** SOURCE DATA follows **
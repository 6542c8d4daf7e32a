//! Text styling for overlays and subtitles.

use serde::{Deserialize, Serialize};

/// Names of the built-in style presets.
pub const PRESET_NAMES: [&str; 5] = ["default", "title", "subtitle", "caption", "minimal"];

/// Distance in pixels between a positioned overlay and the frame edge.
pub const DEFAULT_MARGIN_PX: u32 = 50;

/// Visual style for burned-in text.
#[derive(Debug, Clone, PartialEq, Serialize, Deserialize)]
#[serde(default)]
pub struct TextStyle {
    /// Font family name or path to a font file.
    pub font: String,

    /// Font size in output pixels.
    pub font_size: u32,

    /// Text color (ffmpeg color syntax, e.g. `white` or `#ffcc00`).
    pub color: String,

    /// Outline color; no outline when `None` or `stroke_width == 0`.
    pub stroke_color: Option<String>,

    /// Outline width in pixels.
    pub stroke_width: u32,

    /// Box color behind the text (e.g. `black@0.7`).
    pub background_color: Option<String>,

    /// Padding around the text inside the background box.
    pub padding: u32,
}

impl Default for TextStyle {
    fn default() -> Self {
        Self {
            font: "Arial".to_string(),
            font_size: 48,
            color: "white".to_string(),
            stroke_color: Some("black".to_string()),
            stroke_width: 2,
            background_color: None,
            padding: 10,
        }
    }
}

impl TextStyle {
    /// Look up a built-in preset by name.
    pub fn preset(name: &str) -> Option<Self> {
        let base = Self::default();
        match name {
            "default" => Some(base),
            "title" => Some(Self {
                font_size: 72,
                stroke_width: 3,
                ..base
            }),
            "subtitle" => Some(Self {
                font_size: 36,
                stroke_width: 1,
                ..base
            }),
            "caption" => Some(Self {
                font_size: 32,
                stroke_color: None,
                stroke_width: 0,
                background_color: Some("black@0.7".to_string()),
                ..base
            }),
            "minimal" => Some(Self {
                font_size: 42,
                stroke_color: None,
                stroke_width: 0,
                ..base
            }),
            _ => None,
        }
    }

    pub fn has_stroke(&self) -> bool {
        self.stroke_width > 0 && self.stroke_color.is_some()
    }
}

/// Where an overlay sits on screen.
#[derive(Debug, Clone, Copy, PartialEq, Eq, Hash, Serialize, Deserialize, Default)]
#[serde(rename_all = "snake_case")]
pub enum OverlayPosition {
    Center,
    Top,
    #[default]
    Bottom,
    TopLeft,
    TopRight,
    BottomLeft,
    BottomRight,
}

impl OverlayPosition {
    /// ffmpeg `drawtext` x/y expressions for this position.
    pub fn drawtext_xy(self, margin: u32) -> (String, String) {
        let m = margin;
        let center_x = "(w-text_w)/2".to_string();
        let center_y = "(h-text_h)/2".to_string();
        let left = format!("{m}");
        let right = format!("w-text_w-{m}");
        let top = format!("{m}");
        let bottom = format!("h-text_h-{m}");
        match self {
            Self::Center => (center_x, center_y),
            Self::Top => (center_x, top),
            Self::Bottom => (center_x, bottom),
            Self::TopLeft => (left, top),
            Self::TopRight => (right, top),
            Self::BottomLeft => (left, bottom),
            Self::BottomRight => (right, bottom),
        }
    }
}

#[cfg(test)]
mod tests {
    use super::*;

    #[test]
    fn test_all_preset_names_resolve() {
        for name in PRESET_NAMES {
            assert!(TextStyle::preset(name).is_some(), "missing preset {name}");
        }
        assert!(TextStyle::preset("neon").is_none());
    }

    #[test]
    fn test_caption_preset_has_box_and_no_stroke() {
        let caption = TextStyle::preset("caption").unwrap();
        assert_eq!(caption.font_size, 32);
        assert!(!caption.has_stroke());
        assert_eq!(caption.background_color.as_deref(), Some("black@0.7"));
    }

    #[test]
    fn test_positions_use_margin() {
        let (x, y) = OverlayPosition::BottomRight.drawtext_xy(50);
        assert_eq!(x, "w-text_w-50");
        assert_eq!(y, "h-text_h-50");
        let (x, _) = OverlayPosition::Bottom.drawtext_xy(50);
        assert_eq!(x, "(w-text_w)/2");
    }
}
** End of SOURCE DATA **
• WHAT THE TASK ASKS
If a line in the records above holds the string "Debug", copy it.

• RESULT
#[derive(Debug, Clone, PartialEq, Serialize, Deserialize)]
#[derive(Debug, Clone, Copy, PartialEq, Eq, Hash, Serialize, Deserialize, Default)]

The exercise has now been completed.